The central part is occupied by a very elaborate terracotta rose window. The central rose window has a large decorated frame in terracotta which contains, in the outermost part, heads of angels. The upper profile is decorated with a frieze and seven square pinnacles. On the sides of the rose window there are two niches that house the statues of the archangel Gabriel and the Virgin of the Annunciation. Above the rose window, a niche surrounded by a square frame contains a terracotta bas-relief depicting the Eternal Father. These statues are stylistically attributable to the ambit of Giovanni Antonio Amadeo.

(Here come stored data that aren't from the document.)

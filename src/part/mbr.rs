//! ### MBR Scanner
//!
//! The Master Boot Record is the first sector of the disk: 446 bytes of boot code,
//! four 16-byte partition entries, and the 0x55AA signature.  An Extended Boot Record
//! is the same layout embedded at the head of each logical-partition slot inside an
//! extended container; entry 1 points at the logical partition and entry 2 links to
//! the next EBR.

use std::io::Cursor;
use binrw::{BinRead,BinReaderExt};
use log::{debug,warn};
use crate::img::Image;
use super::{Error,PartitionRef};
use crate::DYNERR;

/// MBR type codes that mark an extended container
pub const EXTENDED_TYPES: [u8;7] = [0x05,0x0f,0x85,0x91,0x9b,0xc5,0xe4];
/// MBR type codes that mark swap space, the mount collaborator skips these
pub const SWAP_TYPES: [u8;5] = [0x42,0x82,0xb8,0xc3,0xfc];
/// The single entry type of a GPT protective MBR
pub const GPT_PROTECTIVE: u8 = 0xee;
const BOOT_SIGNATURE: [u8;2] = [0x55,0xaa];
/// cap on EBR links, guards against cycles in a corrupt chain
const MAX_EBR_LINKS: usize = 128;

/// One 16-byte partition entry.  CHS fields pack the cylinder high bits
/// into the upper 2 bits of the sector byte.
#[derive(BinRead,Clone,Copy,Debug,PartialEq,Eq)]
#[br(little)]
pub struct PartEntry {
    active: u8,
    start_head: u8,
    start_sec: u8,
    start_cyl: u8,
    type_code: u8,
    end_head: u8,
    end_sec: u8,
    end_cyl: u8,
    first_lba: u32,
    sector_count: u32
}

impl PartEntry {
    pub fn is_active(&self) -> bool {
        self.active==0x80
    }
    pub fn is_empty(&self) -> bool {
        self.type_code==0
    }
    pub fn type_code(&self) -> u8 {
        self.type_code
    }
    pub fn first_lba(&self) -> u64 {
        self.first_lba as u64
    }
    pub fn sector_count(&self) -> u64 {
        self.sector_count as u64
    }
    pub fn start_head(&self) -> u8 {
        self.start_head
    }
    /// lower 6 bits of the sector byte
    pub fn start_sector(&self) -> u8 {
        self.start_sec & 0x3f
    }
    /// cylinder with the upper 2 bits taken from the sector byte
    pub fn start_cylinder(&self) -> u16 {
        (((self.start_sec & 0xc0) as u16) << 2) | self.start_cyl as u16
    }
    pub fn end_head(&self) -> u8 {
        self.end_head
    }
    pub fn end_sector(&self) -> u8 {
        self.end_sec & 0x3f
    }
    pub fn end_cylinder(&self) -> u16 {
        (((self.end_sec & 0xc0) as u16) << 2) | self.end_cyl as u16
    }
    pub fn to_bytes(&self) -> [u8;16] {
        let mut ans: [u8;16] = [0;16];
        ans[0] = self.active;
        ans[1] = self.start_head;
        ans[2] = self.start_sec;
        ans[3] = self.start_cyl;
        ans[4] = self.type_code;
        ans[5] = self.end_head;
        ans[6] = self.end_sec;
        ans[7] = self.end_cyl;
        ans[8..12].copy_from_slice(&u32::to_le_bytes(self.first_lba));
        ans[12..16].copy_from_slice(&u32::to_le_bytes(self.sector_count));
        ans
    }
}

/// Master Boot Record, also used for every EBR in an extended chain.
pub struct Mbr {
    entries: [PartEntry;4],
    signature: [u8;2]
}

impl Mbr {
    /// Decode a 512-byte sector.  The signature is captured but not enforced here,
    /// callers decide what an invalid signature means for them.
    pub fn from_bytes(buf: &[u8]) -> Result<Self,DYNERR> {
        if buf.len() < 512 {
            return Err(Box::new(Error::TruncatedSector));
        }
        let mut curs = Cursor::new(&buf[446..510]);
        let entries = [
            curs.read_le::<PartEntry>()?,
            curs.read_le::<PartEntry>()?,
            curs.read_le::<PartEntry>()?,
            curs.read_le::<PartEntry>()?
        ];
        Ok(Self {
            entries,
            signature: [buf[510],buf[511]]
        })
    }
    /// signature bytes must be 0x55 0xAA
    pub fn valid_signature(&self) -> bool {
        self.signature==BOOT_SIGNATURE
    }
    /// entry index is 0-based here; partitions are numbered from 1 in listings
    pub fn entry(&self,idx: usize) -> &PartEntry {
        &self.entries[idx]
    }
    pub fn entries(&self) -> &[PartEntry;4] {
        &self.entries
    }
    /// A GPT protective MBR has its one and only entry typed 0xEE
    pub fn is_protective(&self) -> bool {
        self.entries[0].type_code==GPT_PROTECTIVE
    }
    /// Re-encode the table region; boot code comes back as zeroes.
    pub fn to_bytes(&self) -> [u8;512] {
        let mut ans: [u8;512] = [0;512];
        for i in 0..4 {
            ans[446+16*i..462+16*i].copy_from_slice(&self.entries[i].to_bytes());
        }
        ans[510..512].copy_from_slice(&self.signature);
        ans
    }
}

/// Walk the EBR linked list inside an extended container starting at `ebr_base`.
/// Entry 1 of each EBR is relative to that EBR's own sector, while entry 2 is
/// relative to the first EBR of the chain.  Logical partitions are numbered
/// from `first_index` (normally 5).
pub fn walk_extended(img: &mut dyn Image,ebr_base: u64,first_index: usize) -> Result<Vec<PartitionRef>,DYNERR> {
    let mut ans: Vec<PartitionRef> = Vec::new();
    let mut cursor = ebr_base;
    let mut index = first_index;
    for _i in 0..MAX_EBR_LINKS {
        let sector = img.read_sectors(cursor,1)?;
        let ebr = Mbr::from_bytes(&sector)?;
        if !ebr.valid_signature() {
            warn!("EBR at sector {} has a bad signature, ending the walk",cursor);
            return Ok(ans);
        }
        let data_entry = ebr.entry(0);
        if !data_entry.is_empty() {
            debug!("logical partition {} at sector {}",index,cursor + data_entry.first_lba());
            ans.push(PartitionRef::logical(
                index,
                data_entry.type_code(),
                cursor + data_entry.first_lba(),
                data_entry.sector_count()
            ));
        }
        let link_entry = ebr.entry(1);
        if link_entry.is_empty() {
            debug!("found the end of the extended chain");
            return Ok(ans);
        }
        cursor = ebr_base + link_entry.first_lba();
        index += 1;
    }
    Err(Box::new(Error::ChainTooLong))
}

#[cfg(test)]
mod tests {
    use super::*;
    use crate::img::MemImage;

    fn entry_bytes(active: u8,typ: u8,first_lba: u32,count: u32) -> [u8;16] {
        let mut ans: [u8;16] = [0;16];
        ans[0] = active;
        ans[4] = typ;
        ans[8..12].copy_from_slice(&u32::to_le_bytes(first_lba));
        ans[12..16].copy_from_slice(&u32::to_le_bytes(count));
        ans
    }

    fn sector_with_entries(entries: &[[u8;16]]) -> Vec<u8> {
        let mut sec = vec![0;512];
        for (i,e) in entries.iter().enumerate() {
            sec[446+16*i..462+16*i].copy_from_slice(e);
        }
        sec[510] = 0x55;
        sec[511] = 0xaa;
        sec
    }

    #[test]
    fn round_trip() {
        let sec = sector_with_entries(&[entry_bytes(0x80,0x0c,2048,131072)]);
        let mbr = Mbr::from_bytes(&sec).expect("decode failed");
        assert!(mbr.valid_signature());
        assert_eq!(mbr.to_bytes().to_vec(),sec);
        let again = Mbr::from_bytes(&mbr.to_bytes()).expect("decode failed");
        assert_eq!(again.entries(),mbr.entries());
    }

    #[test]
    fn signature_check() {
        let mut sec = sector_with_entries(&[]);
        sec[511] = 0x00;
        let mbr = Mbr::from_bytes(&sec).expect("decode failed");
        assert!(!mbr.valid_signature());
    }

    #[test]
    fn chs_unpacking() {
        let mut raw = entry_bytes(0x00,0x06,63,1000);
        raw[1] = 1; // start head
        raw[2] = 0b1100_0010; // sector 2, cylinder high bits 0b11
        raw[3] = 0x34; // cylinder low byte
        let sec = sector_with_entries(&[raw]);
        let mbr = Mbr::from_bytes(&sec).expect("decode failed");
        let entry = mbr.entry(0);
        assert_eq!(entry.start_head(),1);
        assert_eq!(entry.start_sector(),2);
        assert_eq!(entry.start_cylinder(),(0b11 << 8) | 0x34);
    }

    #[test]
    fn extended_walk() {
        // container at sector 100; EBR 1 links to EBR 2 at container-relative 50
        let mut img_buf = vec![0;512*200];
        let ebr1 = sector_with_entries(&[
            entry_bytes(0,0x06,10,20),
            entry_bytes(0,0x05,50,30)
        ]);
        let ebr2 = sector_with_entries(&[
            entry_bytes(0,0x06,5,25)
        ]);
        img_buf[512*100..512*101].copy_from_slice(&ebr1);
        img_buf[512*150..512*151].copy_from_slice(&ebr2);
        let mut img = MemImage::new(img_buf);
        let parts = walk_extended(&mut img,100,5).expect("walk failed");
        assert_eq!(parts.len(),2);
        assert_eq!(parts[0].index,5);
        assert_eq!(parts[0].first_lba,110);
        assert_eq!(parts[0].sector_count,20);
        assert_eq!(parts[1].index,6);
        assert_eq!(parts[1].first_lba,155);
        assert_eq!(parts[1].sector_count,25);
    }
}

The church has a rectangular plan within which there is a Latin cross plan with three naves flanked by square chapels obtained from the remodeling of the outermost aisles (originally the layout had five naves). The plan dimensions are considerable: almost 80 meters long by 40 wide. The large size of the church is linked to belonging to the Carmelites, an order of preaching friars. The proportions of the construction are based on the module ad quadratum, which involves the use of a single square base element which is repeated in width, length and height. The central nave, twice the height of the smaller ones, is subdivided into four square bays which, in the side aisles, are in turn subdivided into two square bells open on two chapels, always with a square plan. The vaults are cross arched and the ribs that divide the structure of the vaults are in terracotta to form a chromatic element in contrast with the light plaster. The pillars also feature a chromatic combination with terracotta and gray Angera stone.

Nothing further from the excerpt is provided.